My classmate told me this problem yesterday. The problem is that: let $a,b,c,d>0$, prove that: $\sum_{cyc}{\frac{c}{a+2b}}+\sum_{cyc}\frac{c+2d}{a}\geq8(\frac{(a+b+c+d)^2}{ab+ac+ad+bc+bd+cd}-1)$
I tried to expand it and used Cauchy-Schwarz-inequality,then I got the following result: $$ \begin{aligned}\sum_{cyc}{\frac{c}{a+2b}}+\sum_{cyc}\frac{c+2d}{a}&={\frac{c}{a+2b}}+{\frac{d}{b+2c}}+{\frac{a}{c+2d}}+{\frac{b}{d+2a}}+\frac{c+2d}{a}+\frac{d+2a}{b}+\frac{a+2b}{c}+\frac{b+2c}{d}\\&\geq\frac{[4(a+b+c+d)]^2}{4(ab+ac+ad+bc+bd+cd)}\\&=4(\frac{(a+b+c+d)^2}{ab+ac+ad+bc+bd+cd})\end{aligned} $$ BUT this doesn't look right.

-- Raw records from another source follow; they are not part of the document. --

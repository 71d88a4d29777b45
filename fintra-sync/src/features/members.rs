use super::{labelled, Feature};
use crate::optimistic::{confirmed_mutate, optimistic_mutate};
use crate::page::PageSync;
use async_trait::async_trait;
use fintra_client::RemoteDataService;
use fintra_core::{
    FintraResult, Member, MemberRole, SyncError, UserId, ValidationError, Workspace,
};
use serde::{Deserialize, Serialize};

/// People with access to an organization workspace.
#[derive(Debug, Clone, Copy, Default)]
pub struct Members;

#[derive(Debug, Clone, PartialEq, Default, Serialize, Deserialize)]
pub struct MembersSnapshot {
    pub members: Vec<Member>,
}

#[async_trait]
impl Feature for Members {
    type Snapshot = MembersSnapshot;
    const KEY: &'static str = "fintra_members_data";
    const NAME: &'static str = "Members";

    /// Personal workspaces have no member list; no call is made.
    async fn fetch(
        &self,
        remote: &dyn RemoteDataService,
        workspace: &Workspace,
    ) -> FintraResult<MembersSnapshot> {
        if !workspace.is_organization() {
            return Ok(MembersSnapshot::default());
        }
        let members = labelled("Members", remote.get_workspace_members(workspace.id)).await?;
        Ok(MembersSnapshot { members })
    }
}

impl PageSync<Members> {
    fn require_organization(&self) -> FintraResult<()> {
        let workspace = self.workspace();
        if workspace.is_organization() {
            Ok(())
        } else {
            Err(SyncError::RequiresOrganization {
                workspace_id: workspace.id,
            }
            .into())
        }
    }

    /// Invite an existing user by email.
    pub async fn add_member(&self, email: &str, role: MemberRole) -> FintraResult<()> {
        self.require_organization()?;
        let email = email.trim();
        if email.is_empty() {
            return Err(ValidationError::RequiredFieldMissing {
                field: "email".to_string(),
            }
            .into());
        }
        if !email.contains('@') {
            return Err(ValidationError::InvalidValue {
                field: "email".to_string(),
                reason: "not an email address".to_string(),
            }
            .into());
        }
        let workspace_id = self.workspace().id;
        confirmed_mutate(self, self.remote().add_member(workspace_id, email, role)).await
    }

    pub async fn update_member_role(&self, user_id: UserId, role: MemberRole) -> FintraResult<()> {
        self.require_organization()?;
        let workspace_id = self.workspace().id;
        optimistic_mutate(
            self,
            |s| {
                if let Some(member) = s.members.iter_mut().find(|m| m.id == user_id) {
                    member.role = role;
                }
            },
            self.remote().update_member_role(workspace_id, user_id, role),
        )
        .await
    }

    pub async fn remove_member(&self, user_id: UserId) -> FintraResult<()> {
        self.require_organization()?;
        let workspace_id = self.workspace().id;
        optimistic_mutate(
            self,
            |s| s.members.retain(|m| m.id != user_id),
            self.remote().remove_member(workspace_id, user_id),
        )
        .await
    }
}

Note that your inequality can be rearranged to \begin{eqnarray*} \sum_{cyc}\frac{a+2b+ c}{a+2b}+\sum_{cyc} \frac{a+2b+ c}{c} &=& \sum_{cyc}{\frac{(a+2b+ c)^2}{(a+2b)c}} \\ & \geq & 8\frac{(a+b+c+d)^2}{ab+ac+ad+bc+bd+cd} \end{eqnarray*} Note also that \begin{eqnarray*} \sum_{cyc}(a+2b)c =2(ab+ac+ad+bc+bd+cd). \end{eqnarray*} Multiply through by this & now apply CS.